Your instructions:
Below is a listing. Gather each line of it that contains "confidence".
------------------------------
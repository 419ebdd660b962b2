use serde::{Deserialize, Serialize};

use crate::domains::pantries::models::Pantry;

/// Discovery job lifecycle events.
///
/// These are facts about a job's progress, published to the job's stream-hub
/// topic and fanned out to SSE subscribers. The `type` tag doubles as the
/// SSE event name.
#[derive(Debug, Clone, Serialize, Deserialize)]
#[serde(tag = "type", rename_all = "snake_case")]
pub enum DiscoveryEvent {
    /// Emitted immediately on job creation with `urls_found: 0`, then again
    /// with the real candidate count; the later value is authoritative.
    JobStarted { urls_found: usize },

    /// A pantry was upserted (enriched or places-only). The upsert
    /// happens-before this event.
    PantryDiscovered { pantry: Pantry },

    /// A candidate was dropped (structural error or store failure).
    PantryFailed { url: String, reason: String },

    /// A candidate was skipped without work (already in the store).
    PantrySkipped { place_id: String, reason: String },

    /// Coalesced counter snapshot.
    Progress {
        total: usize,
        succeeded: usize,
        failed: usize,
    },

    /// Terminal event, emitted exactly once per job.
    Complete {
        found: usize,
        failed: usize,
        skipped: usize,
    },

    /// Infrastructure-level failure surfaced to subscribers.
    ErrorEvent { message: String },
}

impl DiscoveryEvent {
    /// Wire name, matching the serde tag.
    pub fn name(&self) -> &'static str {
        match self {
            DiscoveryEvent::JobStarted { .. } => "job_started",
            DiscoveryEvent::PantryDiscovered { .. } => "pantry_discovered",
            DiscoveryEvent::PantryFailed { .. } => "pantry_failed",
            DiscoveryEvent::PantrySkipped { .. } => "pantry_skipped",
            DiscoveryEvent::Progress { .. } => "progress",
            DiscoveryEvent::Complete { .. } => "complete",
            DiscoveryEvent::ErrorEvent { .. } => "error_event",
        }
    }

    pub fn is_terminal(&self) -> bool {
        matches!(self, DiscoveryEvent::Complete { .. })
    }
}
//! LLM field extraction from scraped markdown.
//!
//! Stateless: each call builds a prompt with the current date interpolated
//! and parses the JSON response. Safe under concurrent invocation.

use chrono::NaiveDate;
use serde::{Deserialize, Serialize};

use crate::kernel::{BaseAI, LlmRequestError, LlmRequestExt};

/// Partial pantry record produced by the LLM. Every field optional; the
/// validator fills gaps and clamps ranges.
#[derive(Debug, Clone, Default, Serialize, Deserialize)]
pub struct ExtractedFields {
    #[serde(default)]
    pub status: Option<String>,
    #[serde(default)]
    pub hours_notes: Option<String>,
    #[serde(default)]
    pub hours_today: Option<String>,
    #[serde(default)]
    pub eligibility_rules: Option<Vec<String>>,
    #[serde(default)]
    pub is_id_required: Option<bool>,
    #[serde(default)]
    pub residency_req: Option<String>,
    #[serde(default)]
    pub special_notes: Option<String>,
    #[serde(default)]
    pub confidence: Option<i32>,
}

#[derive(Debug, Clone, thiserror::Error)]
pub enum ExtractionFailure {
    #[error("llm_error")]
    LlmError,
    #[error("invalid_json")]
    InvalidJson,
    #[error("empty_response")]
    EmptyResponse,
}

/// Cap on prompt content so one huge site cannot blow the token budget.
const MAX_MARKDOWN_CHARS: usize = 24_000;

const SCHEMA_HINT: &str = r#"{
  "status": "OPEN" | "CLOSED" | "WAITLIST" | "UNKNOWN",
  "hours_notes": string | null,
  "hours_today": string | null,
  "eligibility_rules": [string],
  "is_id_required": boolean,
  "residency_req": string | null,
  "special_notes": string | null,
  "confidence": integer 1-10
}"#;

/// Extract pantry fields from scraped markdown.
///
/// Empty content never reaches the model: it deterministically yields the
/// low-confidence unknown record the prompt would have produced anyway.
pub async fn extract_pantry_fields(
    ai: &dyn BaseAI,
    markdown: &str,
    today: NaiveDate,
) -> Result<ExtractedFields, ExtractionFailure> {
    if markdown.trim().is_empty() {
        return Ok(empty_content_fields());
    }

    let content: String = markdown.chars().take(MAX_MARKDOWN_CHARS).collect();

    let result = ai
        .request()
        .system(system_prompt(today))
        .user(format!(
            "Extract the food pantry details from this website content. \
             Sections separated by `---` headers come from different pages of the same site.\n\n{content}"
        ))
        .schema_hint(SCHEMA_HINT)
        .output::<ExtractedFields>()
        .await;

    match result {
        Ok(fields) => Ok(fields),
        Err(LlmRequestError::Api(_)) => Err(ExtractionFailure::LlmError),
        Err(LlmRequestError::EmptyResponse) => Err(ExtractionFailure::EmptyResponse),
        Err(LlmRequestError::Parse { .. }) => Err(ExtractionFailure::InvalidJson),
    }
}

/// What the extractor reports when the source says nothing.
fn empty_content_fields() -> ExtractedFields {
    ExtractedFields {
        status: Some("UNKNOWN".to_string()),
        eligibility_rules: Some(vec![
            "Open to all - no restrictions listed".to_string(),
        ]),
        is_id_required: Some(false),
        confidence: Some(1),
        ..ExtractedFields::default()
    }
}

fn system_prompt(today: NaiveDate) -> String {
    format!(
        r#"You extract structured data about food pantries from website text.
Today's date is {today} (use it to resolve phrases like "open today" or "closed this week").

Rules:
- Report only what the text states. Never invent hours, rules, or requirements.
- status: OPEN if currently operating, CLOSED if shut down or paused, WAITLIST if intake is waitlisted, otherwise UNKNOWN.
- hours_notes: full schedule as written. hours_today: today's hours if derivable, else null.
- eligibility_rules: each stated requirement as its own string. If none are stated, use ["Open to all - no restrictions listed"].
- is_id_required: true only if the text requires identification; otherwise false.
- residency_req: any stated geographic restriction, else null.
- special_notes: anything a visitor should know (drive-through, appointment links, languages), else null.
- confidence: 1-10 for how well the text supports these fields. Sparse or off-topic pages score 1-2.

Respond with a JSON object matching:
{SCHEMA_HINT}"#
    )
}
// Main entry point for API server

use anyhow::{Context, Result};
use server_core::{server::build_app, Config};
use sqlx::postgres::PgPoolOptions;
use tracing_subscriber::{layer::SubscriberExt, util::SubscriberInitExt};

#[tokio::main]
async fn main() -> Result<()> {
    // Initialize logging
    tracing_subscriber::registry()
        .with(
            tracing_subscriber::EnvFilter::try_from_default_env()
                .unwrap_or_else(|_| "info,server_core=debug,sqlx=warn".into()),
        )
        .with(tracing_subscriber::fmt::layer())
        .init();

    tracing::info!("Starting Pantry Atlas API");

    // Load configuration
    let config = Config::from_env().context("Failed to load configuration")?;
    tracing::info!("Configuration loaded");

    // Connect to database
    tracing::info!("Connecting to database...");
    let pool = PgPoolOptions::new()
        .max_connections(10)
        .connect(&config.database_url)
        .await
        .context("Failed to connect to database")?;
    tracing::info!("Database connected");

    // Run migrations
    tracing::info!("Running database migrations...");
    sqlx::migrate!("./migrations")
        .run(&pool)
        .await
        .context("Failed to run migrations")?;
    tracing::info!("Migrations complete");

    // Build application
    let app = build_app(pool, &config)?;

    // Start server
    let addr = format!("0.0.0.0:{}", config.port);
    tracing::info!("Starting server on {}", addr);
    tracing::info!("Health check: http://localhost:{}/health", config.port);

    let listener = tokio::net::TcpListener::bind(&addr)
        .await
        .context("Failed to bind to address")?;

    axum::serve(
        listener,
        app.into_make_service_with_connect_info::<std::net::SocketAddr>(),
    )
    .await
    .context("Server error")?;

    Ok(())
}
//! Outfit composition: category-balanced bundles built from a scored
//! candidate pool.
//!
//! Essential slots (top, bottom, footwear) are filled with the best unused
//! candidate per slot; a dress replaces top and bottom outright and the two
//! never appear together. Accessories are opportunistic, outerwear only
//! joins when the occasion implies layering or formality.

use std::collections::HashSet;

use crate::models::{Outfit, Product, ScoredProduct};

const ESSENTIAL_CATEGORIES: [&str; 3] = ["tops", "bottoms", "shoes"];
/// Occasions that justify an outerwear slot
const LAYERED_OCCASIONS: [&str; 5] = ["business", "formal", "date night", "evening", "winter"];
const MIN_MEMBERS: usize = 3;
const MAX_MEMBERS: usize = 5;
const COMPLETION_VARIATIONS: usize = 3;

/// Compose up to `max_outfits` outfits from a ranked pool. Each candidate
/// is used at most once across the returned outfits.
pub fn compose(pool: &[ScoredProduct], occasion: &str, max_outfits: usize) -> Vec<Outfit> {
    let mut used: HashSet<&str> = HashSet::new();
    let mut outfits = Vec::new();

    for _ in 0..max_outfits {
        let Some(outfit) = compose_one(pool, occasion, &mut used) else {
            break;
        };
        outfits.push(outfit);
    }

    outfits.sort_by(|a, b| b.score.partial_cmp(&a.score).unwrap_or(std::cmp::Ordering::Equal));
    outfits.truncate(max_outfits);
    outfits
}

fn compose_one<'a>(
    pool: &'a [ScoredProduct],
    occasion: &str,
    used: &mut HashSet<&'a str>,
) -> Option<Outfit> {
    let mut members: Vec<&'a ScoredProduct> = Vec::new();

    // A dress claims the top and bottom slots in one piece. Only considered
    // while no essential slot is filled, which up here is always true.
    let essential_slots: &[&str] = if let Some(dress) = best_unused(pool, "dresses", used) {
        members.push(dress);
        used.insert(&dress.product.id);
        &["shoes"]
    } else {
        &ESSENTIAL_CATEGORIES
    };

    for slot in essential_slots {
        if let Some(candidate) = best_unused(pool, slot, used) {
            members.push(candidate);
            used.insert(&candidate.product.id);
        }
    }

    // One accessory, opportunistically
    if members.len() < MAX_MEMBERS
        && let Some(accessory) = best_unused(pool, "accessories", used)
    {
        members.push(accessory);
        used.insert(&accessory.product.id);
    }

    // Outerwear only when the occasion calls for a layer
    let layered = LAYERED_OCCASIONS
        .iter()
        .any(|l| l.eq_ignore_ascii_case(occasion));
    if layered
        && members.len() < MAX_MEMBERS
        && let Some(outer) = best_unused(pool, "outerwear", used)
    {
        members.push(outer);
        used.insert(&outer.product.id);
    }

    if members.len() < MIN_MEMBERS {
        // Release the claimed candidates; a partial outfit helps nobody
        for member in &members {
            used.remove(member.product.id.as_str());
        }
        return None;
    }

    Some(build_outfit(&members, occasion))
}

fn best_unused<'a>(
    pool: &'a [ScoredProduct],
    category: &str,
    used: &HashSet<&'a str>,
) -> Option<&'a ScoredProduct> {
    pool.iter()
        .filter(|candidate| candidate.product.category.eq_ignore_ascii_case(category))
        .find(|candidate| !used.contains(candidate.product.id.as_str()))
}

fn build_outfit(members: &[&ScoredProduct], occasion: &str) -> Outfit {
    let item_ids: Vec<String> = members
        .iter()
        .map(|member| member.product.id.clone())
        .collect();
    let score =
        members.iter().map(|member| member.match_score).sum::<f64>() / members.len() as f64;

    let has_dress = members
        .iter()
        .any(|member| member.product.category.eq_ignore_ascii_case("dresses"));
    let outfit_type = if has_dress { "dress look" } else { "separates" };

    let id = format!("outfit_{:x}", md5::compute(item_ids.join("+")));
    Outfit {
        id: id[..14.min(id.len())].to_string(),
        name: format!("{} look", title_word(occasion)),
        occasion: occasion.to_string(),
        item_ids,
        score,
        match_reasons: vec![
            format!("Complete {outfit_type} for {occasion}"),
            "Coordinated around your style preferences".to_string(),
        ],
    }
}

/// Categories an outfit for this occasion still needs, given what the base
/// items already cover.
pub fn missing_categories(base: &[Product], occasion: &str) -> Vec<String> {
    let existing: HashSet<String> = base
        .iter()
        .flat_map(|item| {
            let mut categories = vec![item.category.to_lowercase()];
            if let Some(sub) = &item.subcategory {
                categories.push(sub.to_lowercase());
            }
            categories
        })
        .collect();

    let mut needed: Vec<String> = ESSENTIAL_CATEGORIES
        .iter()
        .map(|c| c.to_string())
        .collect();
    if LAYERED_OCCASIONS
        .iter()
        .any(|l| l.eq_ignore_ascii_case(occasion))
    {
        needed.push("accessories".to_string());
    }
    // A dress in the base stands in for top and bottom
    if existing.contains("dresses") {
        needed.retain(|category| category != "tops" && category != "bottoms");
    }

    needed.retain(|category| !existing.contains(category));
    needed
}

/// Completion mode: extend a fixed base item set into full outfits. Builds
/// up to three variations, variation `i` taking the i-th best candidate per
/// missing category.
pub fn complete(base: &[Product], pool: &[ScoredProduct], occasion: &str) -> Vec<Outfit> {
    if base.is_empty() {
        return Vec::new();
    }

    let needed = missing_categories(base, occasion);
    let base_ids: Vec<String> = base.iter().map(|item| item.id.clone()).collect();

    if needed.is_empty() {
        // Nothing to add; the base is already a complete outfit
        let id = format!("outfit_{:x}", md5::compute(base_ids.join("+")));
        return vec![Outfit {
            id: id[..14.min(id.len())].to_string(),
            name: format!("{} look", title_word(occasion)),
            occasion: occasion.to_string(),
            item_ids: base_ids,
            score: 1.0,
            match_reasons: vec![format!("Complete outfit for {occasion}")],
        }];
    }

    let mut outfits = Vec::new();
    for variation in 0..COMPLETION_VARIATIONS {
        let mut members: Vec<&ScoredProduct> = Vec::new();
        for category in &needed {
            let candidate = pool
                .iter()
                .filter(|candidate| {
                    candidate.product.category.eq_ignore_ascii_case(category)
                        && !base_ids.contains(&candidate.product.id)
                })
                .nth(variation);
            if let Some(candidate) = candidate {
                members.push(candidate);
            }
        }

        if base.len() + members.len() < MIN_MEMBERS || members.is_empty() {
            continue;
        }

        let mut item_ids = base_ids.clone();
        item_ids.extend(members.iter().map(|member| member.product.id.clone()));

        let score =
            members.iter().map(|member| member.match_score).sum::<f64>() / members.len() as f64;

        let id = format!("outfit_{:x}", md5::compute(item_ids.join("+")));
        outfits.push(Outfit {
            id: id[..14.min(id.len())].to_string(),
            name: format!("{} look {}", title_word(occasion), variation + 1),
            occasion: occasion.to_string(),
            item_ids,
            score,
            match_reasons: vec![
                format!("Completes your pieces for {occasion}"),
                "Fills the missing categories around what you picked".to_string(),
            ],
        });
    }

    outfits.sort_by(|a, b| b.score.partial_cmp(&a.score).unwrap_or(std::cmp::Ordering::Equal));
    outfits
}

fn title_word(word: &str) -> String {
    let mut chars = word.chars();
    match chars.next() {
        Some(first) => first.to_uppercase().collect::<String>() + chars.as_str(),
        None => String::new(),
    }
}
use anyhow::Result;
use tracing::info;

use stylist_core::{RecommendationRequest, Stylist, StylistConfig};

#[tokio::main]
async fn main() -> Result<()> {
    dotenvy::dotenv().ok();
    tracing_subscriber::fmt::init();

    info!("Starting stylist-core demo");

    let stylist = Stylist::new(StylistConfig::default())?;

    let request = RecommendationRequest {
        category: Some("tops".to_string()),
        occasion: Some("business".to_string()),
        limit: Some(10),
        ..Default::default()
    };

    let response = stylist.recommend(request).await?;

    info!(
        items = response.items.len(),
        outfits = response.outfits.len(),
        "recommendation complete"
    );
    for item in &response.items {
        info!(
            score = format!("{:.2}", item.match_score),
            retailer = %item.product.retailer_id,
            "{} ({})",
            item.product.name,
            item.product.category
        );
    }
    for outfit in &response.outfits {
        info!(
            score = format!("{:.2}", outfit.score),
            members = outfit.item_ids.len(),
            "{}",
            outfit.name
        );
    }

    println!("{}", serde_json::to_string_pretty(&response)?);
    Ok(())
}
------------------------------
Exercise answer:
    pub confidence: Option<i32>,
  "confidence": integer 1-10
/// low-confidence unknown record the prompt would have produced anyway.
        confidence: Some(1),
- confidence: 1-10 for how well the text supports these fields. Sparse or off-topic pages score 1-2.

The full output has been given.